Import prices for hydrogen and derivatives are higher and updated using more recent international literature sources, except for the IMPORTS scenario.
- Biomass, biogas and biomethane potential (locally available + imported) for Belgium has been updated to increase from 22 TWh in 2022 to 43 TWh/a by 2050.
- Ammonia can be fully imported in Belgium from 2040 onwards, replacing the local production if this would be cost-efficient. Import of sponge iron is not allowed.
- An assumption for the increase of electricity use for data centers (presented in the commercial sector) has been exogenously included, increasing from 2 TWh in 2020 to 12 TWh by 2050.
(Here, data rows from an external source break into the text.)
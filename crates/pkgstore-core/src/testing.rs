//! Scripted command runner for tests.
//!
//! Lets session and route tests describe a package-manager run as a list of
//! steps (output, sleeps, exit) without spawning real processes. Works with
//! paused tokio time.

use std::sync::atomic::{AtomicBool, AtomicUsize, Ordering};
use std::sync::{Arc, Mutex, PoisonError};
use std::time::Duration;

use async_trait::async_trait;
use tokio::sync::{mpsc, oneshot};

use crate::ports::{
    CommandRunner, CommandSpec, ExitOutcome, OutputChunk, ProcessError, ProcessHandle,
    RunningCommand,
};

/// One step of a scripted process run.
#[derive(Debug, Clone)]
pub enum ScriptStep {
    Stdout(String),
    Stderr(String),
    Sleep(Duration),
    /// Close both pipes, then report this exit code.
    Exit(i32),
    /// Report this exit code but keep the pipes open forever.
    ExitLeavingPipesOpen(i32),
    /// Never produce anything again.
    Hang,
}

impl ScriptStep {
    pub fn stdout(text: &str) -> Self {
        Self::Stdout(text.to_string())
    }

    pub fn stderr(text: &str) -> Self {
        Self::Stderr(text.to_string())
    }

    pub const fn sleep_secs(secs: u64) -> Self {
        Self::Sleep(Duration::from_secs(secs))
    }
}

/// Command runner that replays a script for every spawn.
#[derive(Debug, Clone, Default)]
pub struct ScriptedRunner {
    script: Vec<ScriptStep>,
    spawn_error: Option<String>,
    spawned: Arc<Mutex<Vec<CommandSpec>>>,
    terminated: Arc<AtomicUsize>,
}

impl ScriptedRunner {
    pub fn new(script: Vec<ScriptStep>) -> Self {
        Self {
            script,
            ..Self::default()
        }
    }

    /// A runner whose every spawn fails like a missing executable.
    pub fn failing(reason: &str) -> Self {
        Self {
            spawn_error: Some(reason.to_string()),
            ..Self::default()
        }
    }

    /// Specs passed to `spawn`, in order.
    pub fn spawned(&self) -> Vec<CommandSpec> {
        self.spawned
            .lock()
            .unwrap_or_else(PoisonError::into_inner)
            .clone()
    }

    pub fn spawn_count(&self) -> usize {
        self.spawned.lock().unwrap_or_else(PoisonError::into_inner).len()
    }

    /// How many handles received `terminate`.
    pub fn terminated_count(&self) -> usize {
        self.terminated.load(Ordering::SeqCst)
    }
}

impl CommandRunner for ScriptedRunner {
    fn spawn(&self, spec: &CommandSpec) -> Result<RunningCommand, ProcessError> {
        if let Some(reason) = &self.spawn_error {
            return Err(ProcessError::SpawnFailed {
                program: spec.program.clone(),
                reason: reason.clone(),
            });
        }
        self.spawned
            .lock()
            .unwrap_or_else(PoisonError::into_inner)
            .push(spec.clone());

        let (output_tx, output_rx) = mpsc::channel(16);
        let (exit_tx, exit_rx) = oneshot::channel();
        tokio::spawn(play(self.script.clone(), output_tx, exit_tx));

        Ok(RunningCommand {
            output: output_rx,
            handle: Box::new(ScriptedHandle {
                exit: Some(exit_rx),
                outcome: None,
                terminated: Arc::clone(&self.terminated),
                killed: Arc::new(AtomicBool::new(false)),
            }),
        })
    }
}

async fn play(
    script: Vec<ScriptStep>,
    output: mpsc::Sender<OutputChunk>,
    exit: oneshot::Sender<i32>,
) {
    for step in script {
        match step {
            ScriptStep::Stdout(text) => {
                if output.send(OutputChunk::stdout(text)).await.is_err() {
                    return;
                }
            }
            ScriptStep::Stderr(text) => {
                if output.send(OutputChunk::stderr(text)).await.is_err() {
                    return;
                }
            }
            ScriptStep::Sleep(duration) => tokio::time::sleep(duration).await,
            ScriptStep::Exit(code) => {
                drop(output);
                let _ = exit.send(code);
                return;
            }
            ScriptStep::ExitLeavingPipesOpen(code) => {
                let _ = exit.send(code);
                std::future::pending::<()>().await;
                return;
            }
            ScriptStep::Hang => {
                let _keep = (output, exit);
                std::future::pending::<()>().await;
                return;
            }
        }
    }
}

struct ScriptedHandle {
    exit: Option<oneshot::Receiver<i32>>,
    outcome: Option<ExitOutcome>,
    terminated: Arc<AtomicUsize>,
    killed: Arc<AtomicBool>,
}

#[async_trait]
impl ProcessHandle for ScriptedHandle {
    fn id(&self) -> Option<u32> {
        None
    }

    async fn wait(&mut self) -> Result<ExitOutcome, ProcessError> {
        if let Some(outcome) = self.outcome {
            return Ok(outcome);
        }
        let receiver = self
            .exit
            .as_mut()
            .ok_or_else(|| ProcessError::Io("process already reaped".to_string()))?;
        let code = receiver
            .await
            .map_err(|_| ProcessError::Io("script ended without exit".to_string()))?;

        let outcome = ExitOutcome::code(code);
        self.outcome = Some(outcome);
        self.exit = None;
        Ok(outcome)
    }

    async fn terminate(&mut self) -> Result<ExitOutcome, ProcessError> {
        if !self.killed.swap(true, Ordering::SeqCst) {
            self.terminated.fetch_add(1, Ordering::SeqCst);
        }
        let outcome = ExitOutcome::signalled();
        self.outcome = Some(outcome);
        self.exit = None;
        Ok(outcome)
    }
}
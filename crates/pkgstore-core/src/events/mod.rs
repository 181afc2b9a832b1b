//! Events emitted on a package-operation stream.
//!
//! A stream is one SSE connection wrapping one package-manager invocation.
//! Events only exist on the wire; nothing here is persisted.
//!
//! # Wire Format
//!
//! Each event is written as a named SSE event whose `data` line carries the
//! variant's fields as JSON:
//!
//! ```text
//! event: done
//! data: {"ok":true,"exitCode":0,"totalSeconds":12}
//!
//! ```

mod wire;

use chrono::{DateTime, Utc};
use serde::{Deserialize, Serialize};

use crate::domain::{PackageAction, Stage};

pub use wire::{WireError, WireFrame};

/// Tagged union of everything a stream session can emit.
///
/// The `event`/`data` tagging matches the SSE field names, so the serde
/// representation of this enum is exactly the (name, payload) pair that
/// goes on the wire.
#[derive(Debug, Clone, PartialEq, Eq, Serialize, Deserialize)]
#[serde(tag = "event", content = "data", rename_all = "snake_case")]
pub enum StreamEvent {
    /// First event of every stream: what is being done and since when.
    Meta {
        action: PackageAction,
        #[serde(rename = "packageName")]
        package_name: String,
        /// Session start as Unix epoch milliseconds.
        #[serde(rename = "startTime", with = "chrono::serde::ts_milliseconds")]
        start_time: DateTime<Utc>,
    },

    /// The inferred lifecycle stage changed (or was re-confirmed).
    Stage { label: Stage },

    /// Periodic tick with whole seconds since the session started.
    Timer {
        #[serde(rename = "elapsedSeconds")]
        elapsed_seconds: u64,
    },

    /// A chunk of raw process output, stdout or stderr.
    Log { text: String },

    /// Terminal event. Nothing follows it on the same stream.
    Done {
        ok: bool,
        #[serde(rename = "exitCode")]
        exit_code: i32,
        #[serde(rename = "totalSeconds")]
        total_seconds: u64,
    },
}

impl StreamEvent {
    pub fn meta(action: PackageAction, package_name: impl Into<String>, start_time: DateTime<Utc>) -> Self {
        Self::Meta {
            action,
            package_name: package_name.into(),
            start_time,
        }
    }

    pub const fn stage(label: Stage) -> Self {
        Self::Stage { label }
    }

    pub const fn timer(elapsed_seconds: u64) -> Self {
        Self::Timer { elapsed_seconds }
    }

    pub fn log(text: impl Into<String>) -> Self {
        Self::Log { text: text.into() }
    }

    /// Build the terminal event; `ok` is derived from the exit code.
    pub const fn done(exit_code: i32, total_seconds: u64) -> Self {
        Self::Done {
            ok: exit_code == 0,
            exit_code,
            total_seconds,
        }
    }

    /// SSE event name for this variant.
    pub const fn name(&self) -> &'static str {
        match self {
            Self::Meta { .. } => "meta",
            Self::Stage { .. } => "stage",
            Self::Timer { .. } => "timer",
            Self::Log { .. } => "log",
            Self::Done { .. } => "done",
        }
    }

    pub const fn is_terminal(&self) -> bool {
        matches!(self, Self::Done { .. })
    }
}

#[cfg(test)]
mod tests {
    use super::*;
    use chrono::TimeZone;

    #[test]
    fn meta_serializes_with_wire_field_names() {
        let start = Utc.timestamp_millis_opt(1_700_000_000_123).unwrap();
        let event = StreamEvent::meta(PackageAction::Install, "htop", start);
        let value = serde_json::to_value(&event).unwrap();
        assert_eq!(
            value,
            serde_json::json!({
                "event": "meta",
                "data": {"action": "install", "packageName": "htop", "startTime": 1_700_000_000_123_i64}
            })
        );
    }

    #[test]
    fn done_derives_ok_from_exit_code() {
        assert_eq!(
            StreamEvent::done(0, 3),
            StreamEvent::Done { ok: true, exit_code: 0, total_seconds: 3 }
        );
        assert_eq!(
            StreamEvent::done(100, 3),
            StreamEvent::Done { ok: false, exit_code: 100, total_seconds: 3 }
        );
    }

    #[test]
    fn only_done_is_terminal() {
        assert!(StreamEvent::done(1, 0).is_terminal());
        assert!(!StreamEvent::timer(1).is_terminal());
        assert!(!StreamEvent::stage(Stage::Starting).is_terminal());
    }
}
//! CLI entry point - the composition root.

use clap::{CommandFactory, Parser};

use pkgstore_cli::handlers::stream::process_exit_status;
use pkgstore_cli::{Cli, Commands, handlers, logging};

#[tokio::main]
async fn main() -> anyhow::Result<()> {
    // Load environment variables before clap reads them
    dotenvy::dotenv().ok();

    let cli = Cli::parse();
    logging::init(cli.verbose);

    let Some(command) = cli.command else {
        // No command provided - show help
        Cli::command().print_help()?;
        return Ok(());
    };

    match command {
        Commands::Serve(args) => handlers::serve::execute(args).await?,
        Commands::Stream(args) => match handlers::stream::execute(args).await {
            Ok(0) => {}
            Ok(code) => std::process::exit(process_exit_status(code)),
            Err(e) => {
                eprintln!("Error: {e}");
                std::process::exit(e.exit_code());
            }
        },
    }

    Ok(())
}
//! OS process plumbing: spawning, output readers, and group shutdown.

mod runner;
pub mod shutdown;
mod stream;

pub use runner::ShellCommandRunner;
pub use shutdown::shutdown_child;
//! SSE text framing for [`StreamEvent`].
//!
//! A frame is `event: <name>\ndata: <json>\n\n`. The payload is always a
//! single line: `serde_json` escapes every control character inside strings,
//! so log text containing newlines cannot break the framing.

use serde_json::Value;
use thiserror::Error;

use super::StreamEvent;

/// Encoding or decoding a frame failed.
#[derive(Debug, Error)]
pub enum WireError {
    #[error("Serialization error: {0}")]
    Json(#[from] serde_json::Error),

    #[error("Malformed frame: {0}")]
    Malformed(String),
}

/// One named SSE event with its JSON payload.
#[derive(Debug, Clone, PartialEq, Eq)]
pub struct WireFrame {
    pub name: String,
    pub data: String,
}

impl WireFrame {
    /// Split an event into its SSE name and single-line JSON payload.
    pub fn encode(event: &StreamEvent) -> Result<Self, WireError> {
        let mut value = serde_json::to_value(event)?;
        let data = value
            .get_mut("data")
            .map(Value::take)
            .ok_or_else(|| WireError::Malformed("event has no payload".to_string()))?;

        Ok(Self {
            name: event.name().to_string(),
            data: serde_json::to_string(&data)?,
        })
    }

    /// Rebuild the structured event this frame was encoded from.
    pub fn decode(&self) -> Result<StreamEvent, WireError> {
        let data: Value = serde_json::from_str(&self.data)?;
        let tagged = serde_json::json!({ "event": self.name, "data": data });
        Ok(serde_json::from_value(tagged)?)
    }

    /// Full frame text, including the terminating blank line.
    pub fn to_text(&self) -> String {
        format!("event: {}\ndata: {}\n\n", self.name, self.data)
    }

    /// Parse a captured SSE body back into frames.
    ///
    /// Only the `event` and `data` fields are understood; comments and
    /// keep-alive lines are skipped, as are blocks without a `data` line.
    pub fn parse_stream(body: &str) -> Vec<Self> {
        body.split("\n\n")
            .filter_map(|block| {
                let mut name = None;
                let mut data = None;
                for line in block.lines() {
                    if let Some(rest) = line.strip_prefix("event:") {
                        name = Some(rest.trim_start().to_string());
                    } else if let Some(rest) = line.strip_prefix("data:") {
                        data = Some(rest.trim_start().to_string());
                    }
                }
                Some(Self {
                    name: name.unwrap_or_else(|| "message".to_string()),
                    data: data?,
                })
            })
            .collect()
    }
}
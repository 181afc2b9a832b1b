//! Catalog handlers.

use axum::Json;
use axum::extract::State;

use crate::dto::{InstalledResponse, PackagesResponse, ReposResponse};
use crate::error::HttpError;
use crate::state::AppState;

/// Curated packages (also served as `/api/packages`).
pub async fn featured(State(state): State<AppState>) -> Result<Json<PackagesResponse>, HttpError> {
    let packages = state.catalog.featured().await?;
    Ok(Json(PackagesResponse::new(packages)))
}

/// Every package the enabled repositories offer.
pub async fn all(State(state): State<AppState>) -> Result<Json<PackagesResponse>, HttpError> {
    let packages = state.catalog.available().await?;
    Ok(Json(PackagesResponse::new(packages)))
}

pub async fn installed(
    State(state): State<AppState>,
) -> Result<Json<InstalledResponse>, HttpError> {
    let installed = state.catalog.installed().await?;
    Ok(Json(InstalledResponse::new(installed)))
}

pub async fn repos(State(state): State<AppState>) -> Result<Json<ReposResponse>, HttpError> {
    let repos = state.catalog.repos().await?;
    Ok(Json(ReposResponse::new(repos)))
}
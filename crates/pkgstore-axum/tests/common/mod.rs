//! Shared fixtures for pkgstore-axum route tests.

use std::sync::Arc;

use async_trait::async_trait;
use axum::Router;
use axum::body::Body;
use axum::http::{Request, Response};
use http_body_util::BodyExt;
use pkgstore_axum::{AxumContext, CorsConfig, create_router};
use pkgstore_core::testing::ScriptedRunner;
use pkgstore_core::{
    CoreError, PackageCatalogPort, PackageDescriptor, SessionController, StoreSettings,
};
use tower::ServiceExt;

/// Catalog with fixed answers; `None` makes the query fail as if the
/// package manager were missing.
#[derive(Debug, Clone, Default)]
pub struct StubCatalog {
    pub featured: Vec<PackageDescriptor>,
    pub available: Option<Vec<PackageDescriptor>>,
    pub installed: Option<Vec<String>>,
    pub repos: Vec<String>,
}

#[async_trait]
impl PackageCatalogPort for StubCatalog {
    async fn featured(&self) -> Result<Vec<PackageDescriptor>, CoreError> {
        Ok(self.featured.clone())
    }

    async fn available(&self) -> Result<Vec<PackageDescriptor>, CoreError> {
        self.available
            .clone()
            .ok_or_else(|| CoreError::ExternalService("apt-cache not found".to_string()))
    }

    async fn installed(&self) -> Result<Vec<String>, CoreError> {
        self.installed
            .clone()
            .ok_or_else(|| CoreError::ExternalService("pkg not found".to_string()))
    }

    async fn repos(&self) -> Result<Vec<String>, CoreError> {
        Ok(self.repos.clone())
    }
}

pub fn router_with(runner: &ScriptedRunner, catalog: StubCatalog, settings: StoreSettings) -> Router {
    let controller = SessionController::new(Arc::new(runner.clone()), Arc::new(settings));
    let ctx = AxumContext::new(controller, Arc::new(catalog));
    create_router(ctx, &CorsConfig::AllowAll)
}

pub fn router(runner: &ScriptedRunner, catalog: StubCatalog) -> Router {
    router_with(runner, catalog, StoreSettings::default())
}

pub async fn get(app: Router, uri: &str) -> Response<Body> {
    app.oneshot(Request::builder().uri(uri).body(Body::empty()).unwrap())
        .await
        .unwrap()
}

pub async fn body_text(response: Response<Body>) -> String {
    let bytes = response.into_body().collect().await.unwrap().to_bytes();
    String::from_utf8(bytes.to_vec()).unwrap()
}

pub async fn body_json(response: Response<Body>) -> serde_json::Value {
    serde_json::from_str(&body_text(response).await).unwrap()
}
//! Port definitions (trait abstractions) for external systems.
//!
//! Ports define the interfaces that the core domain expects from infrastructure.
//! They contain no implementation details and use only domain types.
//!
//! # Design Rules
//!
//! - No `tokio::process` types in any signature
//! - Output reaches the core as decoded text chunks, never raw pipes
//! - The package manager is reached only through these traits

pub mod package_catalog;
pub mod process_runner;

use thiserror::Error;

use crate::domain::ValidationError;
use crate::settings::SettingsError;

pub use package_catalog::PackageCatalogPort;
pub use process_runner::{
    CommandRunner, CommandSpec, ExitOutcome, OutputChunk, OutputStream, ProcessHandle,
    RunningCommand, SIGNAL_EXIT_CODE,
};

/// Domain-specific errors for process runner operations.
///
/// This error type abstracts away process management implementation details
/// and provides a clean interface for services to handle process failures.
#[derive(Debug, Error)]
pub enum ProcessError {
    /// The executable could not be started at all.
    #[error("Failed to spawn {program}: {reason}")]
    SpawnFailed { program: String, reason: String },

    /// Waiting on or signalling a running process failed.
    #[error("Process I/O failed: {0}")]
    Io(String),

    /// The process could not be stopped.
    #[error("Failed to stop: {0}")]
    StopFailed(String),
}

/// Core error type for semantic domain errors.
///
/// This is the canonical error type used across the core domain.
/// Adapters should map this to their own error types (HTTP status codes,
/// CLI exit codes).
#[derive(Debug, Error)]
pub enum CoreError {
    /// Process operation failed.
    #[error(transparent)]
    Process(#[from] ProcessError),

    /// Validation error (invalid input).
    #[error(transparent)]
    Validation(#[from] ValidationError),

    /// Settings validation error.
    #[error(transparent)]
    Settings(#[from] SettingsError),

    /// Another session already owns this package.
    #[error("Conflict: {0}")]
    Conflict(String),

    /// Configuration error.
    #[error("Configuration error: {0}")]
    Configuration(String),

    /// The package manager could not answer a catalog query.
    #[error("External service error: {0}")]
    ExternalService(String),

    /// Internal error (unexpected condition).
    #[error("Internal error: {0}")]
    Internal(String),
}
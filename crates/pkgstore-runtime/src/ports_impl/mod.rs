//! Port implementations for pkgstore-runtime.
//!
//! These adapters connect the abstract ports defined in pkgstore-core to
//! the package manager and filesystem of the host.

pub mod package_catalog;

pub use package_catalog::PkgCatalog;
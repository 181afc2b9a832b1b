//! Command-line and environment configuration.
//!
//! Every option can also be set through an environment variable (or a
//! `.env` file). Options left unset fall back to [`StoreSettings`] defaults.

use std::net::IpAddr;
use std::path::PathBuf;

use clap::Args;
use pkgstore_axum::{CorsConfig, ServerConfig};
use pkgstore_core::{DEFAULT_PORT, StoreSettings};

/// How to reach the package manager; shared by `serve` and `stream`.
#[derive(Debug, Clone, Default, Args)]
pub struct StoreArgs {
    /// Shell used to run package-manager command lines
    #[arg(long, env = "PKGSTORE_SHELL")]
    pub shell: Option<String>,

    /// Flag that passes the command line to the shell
    #[arg(long, env = "PKGSTORE_SHELL_FLAG", allow_hyphen_values = true)]
    pub shell_flag: Option<String>,

    /// Package manager executable
    #[arg(long, env = "PKGSTORE_PACKAGE_MANAGER")]
    pub package_manager: Option<String>,

    /// Do not pipe `yes` into install/remove
    #[arg(long, env = "PKGSTORE_NO_AUTO_CONFIRM")]
    pub no_auto_confirm: bool,

    /// Command line listing installed packages
    #[arg(long, env = "PKGSTORE_LIST_INSTALLED")]
    pub list_installed: Option<String>,

    /// Command line listing every available package name
    #[arg(long, env = "PKGSTORE_LIST_AVAILABLE")]
    pub list_available: Option<String>,

    /// Directory holding apt source definitions
    #[arg(long, env = "PKGSTORE_SOURCES_DIR")]
    pub sources_dir: Option<PathBuf>,

    /// Extension stripped from source files to get repository names
    #[arg(long, env = "PKGSTORE_REPO_EXTENSION")]
    pub repo_extension: Option<String>,

    /// Maximum number of packages returned by /api/all
    #[arg(long, env = "PKGSTORE_CATALOG_LIMIT")]
    pub catalog_limit: Option<usize>,

    /// Period of timer events, in milliseconds
    #[arg(long, env = "PKGSTORE_TIMER_INTERVAL_MS")]
    pub timer_interval_ms: Option<u64>,

    /// Grace period between SIGTERM and SIGKILL, in milliseconds
    #[arg(long, env = "PKGSTORE_SHUTDOWN_GRACE_MS")]
    pub shutdown_grace_ms: Option<u64>,

    /// Refuse a second stream for a package that is already streaming
    #[arg(long, env = "PKGSTORE_EXCLUSIVE_SESSIONS")]
    pub exclusive_sessions: bool,
}

impl StoreArgs {
    /// Overlay the given options on the default settings.
    pub fn into_settings(self) -> StoreSettings {
        let defaults = StoreSettings::default();
        StoreSettings {
            shell: self.shell.unwrap_or(defaults.shell),
            shell_flag: self.shell_flag.unwrap_or(defaults.shell_flag),
            package_manager: self.package_manager.unwrap_or(defaults.package_manager),
            auto_confirm: !self.no_auto_confirm,
            list_installed_command: self
                .list_installed
                .unwrap_or(defaults.list_installed_command),
            list_available_command: self
                .list_available
                .unwrap_or(defaults.list_available_command),
            sources_dir: self.sources_dir.unwrap_or(defaults.sources_dir),
            repo_extension: self.repo_extension.unwrap_or(defaults.repo_extension),
            catalog_limit: self.catalog_limit.unwrap_or(defaults.catalog_limit),
            timer_interval_ms: self.timer_interval_ms.unwrap_or(defaults.timer_interval_ms),
            shutdown_grace_ms: self.shutdown_grace_ms.unwrap_or(defaults.shutdown_grace_ms),
            exclusive_sessions: self.exclusive_sessions,
        }
    }
}

/// Arguments of `pkgstore serve`.
#[derive(Debug, Clone, Args)]
pub struct ServeArgs {
    /// Address to bind (loopback only unless set)
    #[arg(long, env = "PKGSTORE_HOST", default_value = "127.0.0.1")]
    pub host: IpAddr,

    /// Port to listen on
    #[arg(short, long, env = "PORT", default_value_t = DEFAULT_PORT)]
    pub port: u16,

    /// JSON file with the featured package list (bundled list if omitted)
    #[arg(long, env = "PKGSTORE_FEATURED_FILE")]
    pub featured_file: Option<PathBuf>,

    /// Directory with a built UI to serve, with SPA fallback to index.html
    #[arg(long, env = "PKGSTORE_STATIC_DIR")]
    pub static_dir: Option<PathBuf>,

    /// Allowed CORS origins, comma separated (all origins if omitted)
    #[arg(long, env = "PKGSTORE_CORS_ORIGINS", value_delimiter = ',')]
    pub cors_origins: Vec<String>,

    #[command(flatten)]
    pub store: StoreArgs,
}

impl ServeArgs {
    pub fn into_server_config(self) -> ServerConfig {
        let cors = if self.cors_origins.is_empty() {
            CorsConfig::AllowAll
        } else {
            CorsConfig::AllowOrigins(self.cors_origins)
        };
        ServerConfig {
            host: self.host,
            port: self.port,
            settings: self.store.into_settings(),
            featured_file: self.featured_file,
            static_dir: self.static_dir,
            cors,
        }
    }
}

/// Arguments of `pkgstore stream`.
#[derive(Debug, Clone, Args)]
pub struct StreamArgs {
    /// `install` or `remove`
    pub action: String,

    /// Package name
    pub package: String,

    #[command(flatten)]
    pub store: StoreArgs,
}

#[cfg(test)]
mod tests {
    use super::*;
    use crate::{Cli, Commands};
    use clap::Parser;

    fn serve_args(argv: &[&str]) -> ServeArgs {
        let cli = Cli::parse_from(argv);
        match cli.command {
            Some(Commands::Serve(args)) => args,
            _ => panic!("expected serve"),
        }
    }

    #[test]
    fn unset_options_keep_defaults() {
        assert_eq!(StoreArgs::default().into_settings(), StoreSettings::default());
    }

    #[test]
    fn serve_binds_loopback_by_default() {
        let config = serve_args(&["pkgstore", "serve"]).into_server_config();
        assert!(config.host.is_loopback());
        assert_eq!(config.host, ServerConfig::default().host);
    }

    #[test]
    fn serve_options_override_defaults() {
        let args = serve_args(&[
            "pkgstore",
            "serve",
            "--host",
            "0.0.0.0",
            "--port",
            "9090",
            "--shell",
            "sh",
            "--shell-flag",
            "-c",
            "--no-auto-confirm",
            "--exclusive-sessions",
            "--cors-origins",
            "http://a.test,http://b.test",
        ]);
        let config = args.into_server_config();

        assert_eq!(config.host.to_string(), "0.0.0.0");
        assert_eq!(config.port, 9090);
        assert_eq!(config.settings.shell, "sh");
        assert_eq!(config.settings.shell_flag, "-c");
        assert!(!config.settings.auto_confirm);
        assert!(config.settings.exclusive_sessions);
        assert!(matches!(
            config.cors,
            CorsConfig::AllowOrigins(ref origins) if origins.len() == 2
        ));
    }

    #[test]
    fn stream_takes_action_and_package() {
        let cli = Cli::parse_from(["pkgstore", "stream", "remove", "vim", "--package-manager", "apt"]);
        let Some(Commands::Stream(args)) = cli.command else {
            panic!("expected stream");
        };
        assert_eq!(args.action, "remove");
        assert_eq!(args.package, "vim");
        assert_eq!(args.store.into_settings().package_manager, "apt");
    }
}
//! One-shot command execution for catalog queries.

use std::process::Stdio;

use pkgstore_core::{CommandSpec, CoreError};
use tokio::process::Command;
use tracing::{debug, warn};

/// Run `spec` to completion and return its stdout, decoded lossily.
///
/// A non-zero exit is logged, not an error: `pkg list-installed` and
/// `apt-cache pkgnames` print useful output even when they complain.
/// Failing to start the program is an error.
pub async fn capture_stdout(spec: &CommandSpec) -> Result<String, CoreError> {
    let output = Command::new(&spec.program)
        .args(&spec.args)
        .stdin(Stdio::null())
        .stdout(Stdio::piped())
        .stderr(Stdio::piped())
        .kill_on_drop(true)
        .output()
        .await
        .map_err(|e| {
            CoreError::ExternalService(format!("failed to run `{}`: {e}", spec.display()))
        })?;

    if output.status.success() {
        debug!(command = %spec.display(), bytes = output.stdout.len(), "catalog command finished");
    } else {
        warn!(
            command = %spec.display(),
            status = %output.status,
            stderr = %String::from_utf8_lossy(&output.stderr).trim(),
            "catalog command exited with failure"
        );
    }

    Ok(String::from_utf8_lossy(&output.stdout).into_owned())
}

#[cfg(all(test, unix))]
mod tests {
    use super::*;

    #[tokio::test]
    async fn captures_stdout() {
        let spec = CommandSpec::shell("sh", "-c", "printf 'htop\\nvim\\n'");
        assert_eq!(capture_stdout(&spec).await.unwrap(), "htop\nvim\n");
    }

    #[tokio::test]
    async fn failing_command_still_returns_output() {
        let spec = CommandSpec::shell("sh", "-c", "echo partial; echo oops >&2; exit 3");
        assert_eq!(capture_stdout(&spec).await.unwrap(), "partial\n");
    }

    #[tokio::test]
    async fn missing_program_is_external_service_error() {
        let spec = CommandSpec::new("/nonexistent/pkgstore-no-such-binary");
        let err = capture_stdout(&spec).await.unwrap_err();
        assert!(matches!(err, CoreError::ExternalService(_)));
    }
}
//! Command-line interface for pkgstore.
//!
//! `pkgstore serve` runs the web server; `pkgstore stream` runs a single
//! install/remove session in the terminal and prints the same SSE frames a
//! browser would receive.

#![deny(unsafe_code)]
#![deny(unused_crate_dependencies)]

// Silence unused dev-dependency warnings
#[cfg(test)]
use tokio_test as _;

// Used by the binary only
use dotenvy as _;

pub mod commands;
pub mod config;
pub mod error;
pub mod handlers;
pub mod logging;
pub mod parser;

// Re-export primary types for convenient access
pub use commands::Commands;
pub use config::{ServeArgs, StoreArgs, StreamArgs};
pub use error::CliError;
pub use parser::Cli;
CO2 vs Greenhouse Gas emissions
According to Belgium’s Greenhouse Gas Inventory (1990-2022), CO2 emissions account for more than 85% of all Belgian emissions. Those are the emissions our EnergyVille TIMES-Be model accounts for - not the other GHG emissions such as CH4, N2O or F-gases.
Scope 1, 2 & 3 CO2 emissions
Within the realm of those CO2 emissions, the Greenhouse Gas Protocol foresees a categorisation of three types – or scopes – of these CO2 emissions:
Scope 1 CO2 emissions are direct emissions from company-owned and controlled resources: emissions that are released into the atmosphere as a direct result of a set of activities at a firm’s level. They include stationary CO2 combustion, mobile CO2 combustion and process CO2 emissions. These Scope 1 CO2 emissions are the CO2 emissions our EnergyVille TIMES-Be model accounts for.
Then there are also Scope 2 (owned indirect) CO2 emissions: CO2 emissions that a company causes indirectly when the energy it purchases and uses is produced. Scope 2 CO2 emissions from imported electricity are covered in our EnergyVille TIMES-Be model, but not reported for these three scenarios.
Finally, there are Scope 3 (unowned indirect) CO2 emissions: CO2 emissions a company is indirectly responsible for, up and down its value chain. These Scope 3 (unowned indirect) CO2 emissions are not covered in the current version of our EnergyVille TIMES-Be model.